======== INPUT MATERIAL ========

// ============================================================================
// AUCTION DETAIL PAGE
// ============================================================================
// Struct component: AuctionDetailState decides, this component performs the
// effects (fetches, navigation, confirms) and owns the two click guards.
// ============================================================================

pub mod bid_form;
pub mod bid_history;
pub mod info;

use yew::prelude::*;

use crate::config::CONFIG;
use crate::context::{use_navigator, use_session};
use crate::models::AuctionDetails;
use crate::router::Route;
use crate::services::{ApiClient, ApiError};
use crate::state::{
    delete_outcome, ActionIntent, AuctionDetailState, DetailEffect, FetchOutcome, Loadable,
    ModalContent, RequestToken,
};
use crate::utils::{confirm, Debouncer};

use super::loading_screen::LoadingScreen;
use super::modal::Modal;
use bid_form::{BidForm, BuyNowForm};
use bid_history::BidHistory;
use info::{AuctionInfo, ImageGallery, ItemDescription, SellerInfo};

const DELETE_PROMPT: &str = "Really delete this auction?";
const REPORT_PROMPT: &str = "Report this auction as inappropriate?";

#[derive(Properties, PartialEq)]
pub struct AuctionDetailRouteProps {
    pub auction_id: Option<AttrValue>,
}

/// Route entry: pulls session and navigation from context
#[function_component(AuctionDetailRoute)]
pub fn auction_detail_route(props: &AuctionDetailRouteProps) -> Html {
    let session = use_session();
    let navigator = use_navigator();

    html! {
        <AuctionDetailPage
            auction_id={props.auction_id.clone()}
            is_logged_in={session.is_logged_in}
            on_navigate={navigator.navigate.clone()}
        />
    }
}

#[derive(Properties, PartialEq)]
pub struct AuctionDetailPageProps {
    pub auction_id: Option<AttrValue>,
    pub is_logged_in: bool,
    pub on_navigate: Callback<Route>,
}

pub enum Msg {
    Fetched(RequestToken, Result<AuctionDetails, ApiError>),
    ToggleTrigger,
    BidClicked,
    BuyNowClicked,
    OpenModal(ModalContent),
    ToggleModal,
    CloseModal,
    Delete,
    Deleted(Result<bool, ApiError>),
    Report,
    Reported(Result<(), ApiError>),
}

pub struct AuctionDetailPage {
    state: AuctionDetailState,
    api: ApiClient,
    bid_guard: Debouncer<ModalContent>,
    buy_now_guard: Debouncer<ModalContent>,
}

impl AuctionDetailPage {
    fn guard(ctx: &Context<Self>) -> Debouncer<ModalContent> {
        Debouncer::new(CONFIG.ui_config.debounce_window_ms, ctx.link().callback(Msg::OpenModal))
    }

    /// New snapshot: old guards are dropped together with any pending click
    fn replace_guards(&mut self, ctx: &Context<Self>) {
        self.bid_guard = Self::guard(ctx);
        self.buy_now_guard = Self::guard(ctx);
    }

    fn run(&self, ctx: &Context<Self>, effect: DetailEffect) {
        match effect {
            DetailEffect::Fetch { token, auction_id } => {
                let api = self.api.clone();
                ctx.link().send_future(async move {
                    Msg::Fetched(token, api.get_auction(&auction_id).await)
                });
            }
            DetailEffect::Navigate(route) => ctx.props().on_navigate.emit(route),
        }
    }

    fn route_id(ctx: &Context<Self>) -> Option<String> {
        ctx.props()
            .auction_id
            .as_ref()
            .map(|id| id.to_string())
            .filter(|id| !id.is_empty())
    }

    fn view_loaded(&self, ctx: &Context<Self>, details: &AuctionDetails) -> Html {
        let link = ctx.link();
        let props = ctx.props();
        // Route id: the same one bids, delete and report are sent to
        let auction_id: Option<AttrValue> = self.state.auction_id().map(|id| AttrValue::from(id.to_string()));
        let on_sign_in = {
            let on_navigate = props.on_navigate.clone();
            Callback::from(move |_| on_navigate.emit(Route::SignIn))
        };

        html! {
            <div class="auction-detail">
                <div class="auction-container">
                    <div class="auction-left">
                        <ImageGallery
                            image_urls={details.auction_image.clone()}
                            alt={AttrValue::from(details.title.clone())}
                        />
                    </div>
                    <div class="auction-right">
                        <AuctionInfo
                            details={details.clone()}
                            is_logged_in={props.is_logged_in}
                            on_bid={link.callback(|_| Msg::BidClicked)}
                            on_buy_now={link.callback(|_| Msg::BuyNowClicked)}
                            on_sign_in={on_sign_in}
                        />
                        if props.is_logged_in {
                            if let Some(auction_id) = auction_id {
                                <BidHistory
                                    auction_id={auction_id}
                                    refetch_trigger={self.state.refetch_trigger()}
                                />
                            }
                        }
                    </div>
                </div>
                <div class="auction-functions">
                    // Ownership is checked by the backend on delete
                    <button type="button" class="btn-danger" onclick={link.callback(|_| Msg::Delete)}>
                        {"Delete auction"}
                    </button>
                    <button type="button" class="btn-report" onclick={link.callback(|_| Msg::Report)}>
                        {"Report"}
                    </button>
                </div>
                <ItemDescription description={AttrValue::from(details.description.clone())} />
                <SellerInfo
                    nickname={AttrValue::from(details.auction_user_nickname.clone())}
                    rating={details.auction_user_rating}
                />
                {self.view_modal(ctx)}
            </div>
        }
    }

    fn view_modal(&self, ctx: &Context<Self>) -> Html {
        let Some(content) = self.state.modal().visible_content() else {
            return html! {};
        };

        let on_close = ctx.link().callback(|_| Msg::CloseModal);
        let on_refetch = ctx.link().callback(|_| Msg::ToggleTrigger);

        let (title, body) = match content {
            ModalContent::Bid {
                auction_id,
                current_bid_price,
                buy_now_price,
            } => (
                "Place a bid",
                html! {
                    <BidForm
                        auction_id={AttrValue::from(auction_id.clone())}
                        current_bid_price={*current_bid_price}
                        buy_now_price={*buy_now_price}
                        on_close={on_close}
                        on_refetch={on_refetch}
                    />
                },
            ),
            ModalContent::BuyNow {
                auction_id,
                buy_now_price,
            } => (
                "Buy now",
                html! {
                    <BuyNowForm
                        auction_id={AttrValue::from(auction_id.clone())}
                        buy_now_price={*buy_now_price}
                        on_close={on_close}
                        on_refetch={on_refetch}
                    />
                },
            ),
        };

        html! {
            <Modal title={AttrValue::from(title)} on_close={ctx.link().callback(|_| Msg::ToggleModal)}>
                {body}
            </Modal>
        }
    }
}

impl Component for AuctionDetailPage {
    type Message = Msg;
    type Properties = AuctionDetailPageProps;

    fn create(ctx: &Context<Self>) -> Self {
        let mut page = Self {
            state: AuctionDetailState::new(),
            api: ApiClient::new(),
            bid_guard: Self::guard(ctx),
            buy_now_guard: Self::guard(ctx),
        };
        let effect = page.state.set_route(Self::route_id(ctx));
        page.run(ctx, effect);
        page
    }

    fn changed(&mut self, ctx: &Context<Self>, old_props: &Self::Properties) -> bool {
        if old_props.auction_id != ctx.props().auction_id {
            log::info!("🔀 Auction id changed: {:?} -> {:?}", old_props.auction_id, ctx.props().auction_id);
            self.replace_guards(ctx);
            let effect = self.state.set_route(Self::route_id(ctx));
            self.run(ctx, effect);
        }
        true
    }

    fn update(&mut self, ctx: &Context<Self>, msg: Self::Message) -> bool {
        match msg {
            Msg::Fetched(token, result) => match self.state.apply_fetch(token, result) {
                FetchOutcome::Ignored => false,
                FetchOutcome::Loaded | FetchOutcome::Failed => {
                    self.replace_guards(ctx);
                    true
                }
                FetchOutcome::Redirect(route) => {
                    ctx.props().on_navigate.emit(route);
                    false
                }
            },
            Msg::ToggleTrigger => {
                let effect = self.state.toggle_trigger();
                self.run(ctx, effect);
                true
            }
            Msg::BidClicked => {
                match self.state.modal_content_for(ActionIntent::Bid) {
                    Some(content) => self.bid_guard.call(content),
                    None => log::debug!("⏳ Bid ignored, auction not loaded yet"),
                }
                false
            }
            Msg::BuyNowClicked => {
                match self.state.modal_content_for(ActionIntent::BuyNow) {
                    Some(content) => self.buy_now_guard.call(content),
                    None => log::debug!("⏳ Buy-now ignored, auction not loaded yet"),
                }
                false
            }
            Msg::OpenModal(content) => {
                self.state.open_modal(content);
                true
            }
            Msg::ToggleModal => {
                self.state.toggle_modal();
                true
            }
            Msg::CloseModal => {
                self.state.close_modal();
                true
            }
            Msg::Delete => {
                if let Some(auction_id) = self.state.auction_id().map(str::to_string) {
                    if confirm(DELETE_PROMPT) {
                        let api = self.api.clone();
                        ctx.link().send_future(async move {
                            Msg::Deleted(api.delete_auction(&auction_id).await)
                        });
                    }
                }
                false
            }
            Msg::Deleted(result) => {
                match delete_outcome(result) {
                    Ok(route) => {
                        log::info!("✅ Auction deleted");
                        ctx.props().on_navigate.emit(route);
                    }
                    Err(e) => log::error!("❌ Could not delete auction: {}", e),
                }
                false
            }
            Msg::Report => {
                if let Some(auction_id) = self.state.auction_id().map(str::to_string) {
                    if confirm(REPORT_PROMPT) {
                        let api = self.api.clone();
                        ctx.link().send_future(async move {
                            Msg::Reported(api.report_auction(&auction_id).await)
                        });
                    }
                }
                false
            }
            // Either way the page stays as it is
            Msg::Reported(result) => {
                match result {
                    Ok(()) => log::info!("🚩 Report submitted"),
                    Err(e) => log::error!("❌ Report failed: {}", e),
                }
                false
            }
        }
    }

    fn view(&self, ctx: &Context<Self>) -> Html {
        match self.state.details() {
            Loadable::Loading => html! { <LoadingScreen /> },
            Loadable::Failed(reason) => html! {
                <div class="load-error">
                    <p>{"This auction could not be loaded."}</p>
                    <p class="muted">{reason.clone()}</p>
                    <button type="button" class="btn-secondary" onclick={ctx.link().callback(|_| Msg::ToggleTrigger)}>
                        {"Try again"}
                    </button>
                </div>
            },
            Loadable::Loaded(details) => self.view_loaded(ctx, details),
        }
    }
}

========

YOUR GOAL
Repeat exactly the lines of the material above, taking the first line, the line with "component performs the", and every line between them.

REPLY
// ============================================================================
// AUCTION DETAIL PAGE
// ============================================================================
// Struct component: AuctionDetailState decides, this component performs the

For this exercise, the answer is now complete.